Iranian Foreign Minister Mohammad Javad Zarif is "one of the "front men for a corrupt religious mafia," top US diplomat Mike Pompeo said Monday following his surprise resignation.
"We note @JZarif's resignation. We'll see if it sticks," Pompeo wrote on Twitter.
"Either way, he and @HassanRouhani are just front men for a corrupt religious mafia," Pompeo wrote, referring to the country's president.
"We know @khamenei_ir makes all final decisions.
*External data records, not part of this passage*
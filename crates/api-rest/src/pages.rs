//! HTML pages for the note form and the extraction result.

use notes_core::tables::{escape_html, ResultView};

const STYLE: &str = r#"<style>
  body { font-family: sans-serif; margin: 2rem auto; max-width: 60rem; }
  textarea { width: 100%; }
  table.table { border-collapse: collapse; margin-bottom: 1.5rem; }
  table.table th, table.table td { padding: 0.3rem 0.6rem; }
</style>"#;

fn layout(title: &str, body: &str) -> String {
    format!(
        "<!DOCTYPE html>\n<html lang=\"en\">\n<head>\n<meta charset=\"utf-8\">\n<title>{}</title>\n{}\n</head>\n<body>\n{}\n</body>\n</html>\n",
        escape_html(title),
        STYLE,
        body
    )
}

/// The empty note form posting `patient_prompt` to `/submit`.
pub fn index_page() -> String {
    layout(
        "Clinical Notes Extractor",
        r#"<h1>Clinical Notes Extractor</h1>
<form action="/submit" method="post">
  <label for="patient_prompt">Clinical notes</label>
  <textarea id="patient_prompt" name="patient_prompt" rows="12" required></textarea>
  <button type="submit">Extract</button>
</form>"#,
    )
}

/// The result page: status, pharmacy table, services data, unknown-words table.
pub fn result_page(view: &ResultView) -> String {
    let body = format!(
        r#"<h1>Extraction Result</h1>
<h2>Status</h2>
<p id="status">{status}</p>
<h2>Pharmacy</h2>
<div id="pharmacy">
{pharmacy}
</div>
<h2>Services</h2>
<div id="services">
{services}
</div>
<h2>Unknown Words</h2>
<div id="unknown-words">
{unknown_words}
</div>
<p><a href="/">Extract another note</a></p>"#,
        status = escape_html(&view.status),
        pharmacy = view.pharmacy.to_html("table"),
        services = view.services.to_html("table"),
        unknown_words = view.unknown_words.to_html("table"),
    );

    layout("Extraction Result", &body)
}

#[cfg(test)]
mod tests {
    use super::*;
    use notes_core::ExtractionResult;

    #[test]
    fn index_page_posts_patient_prompt() {
        let html = index_page();
        assert!(html.contains(r#"action="/submit""#));
        assert!(html.contains(r#"name="patient_prompt""#));
    }

    #[test]
    fn result_page_escapes_status() {
        let view = ResultView::from(&ExtractionResult {
            status: "<b>stable</b>".into(),
            medications: vec![],
            tests: vec![],
            services: vec![],
            unknown_terms: vec![],
        });
        let html = result_page(&view);
        assert!(html.contains("&lt;b&gt;stable&lt;/b&gt;"));
        assert!(html.contains("<th>Unknown Words</th>"));
    }
}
Our policy is unchanged -- the regime must behave like a normal country and respect its people," he said of Iran's supreme leader Ayatollah Ali Khamenei.
Zarif, 59, announced his resignation on Instagram, but it can only take effect once Rouhani accepts it.
He has served as Rouhani's foreign minister since August 2013 and has been under constant pressure and criticism by hardliners who opposed his policy of detente with the West.
His standing within Iran's political establishment took a hit when the US withdrew last year from a deal aimed at curbing Tehran's nuclear program, and the deal's achievements became less and less clear as Iran's economy nosedived.
Zarif was blamed by ultra-conservatives for negotiating a bad deal that had not gained anything meaningful for Iran in exchange for all the concessions it had made in its nuclear program.
The faceoff between the minister and his critics only intensified as time passed, with Zarif saying his main worry throughout the nuclear talks had been from pressure inside Iran.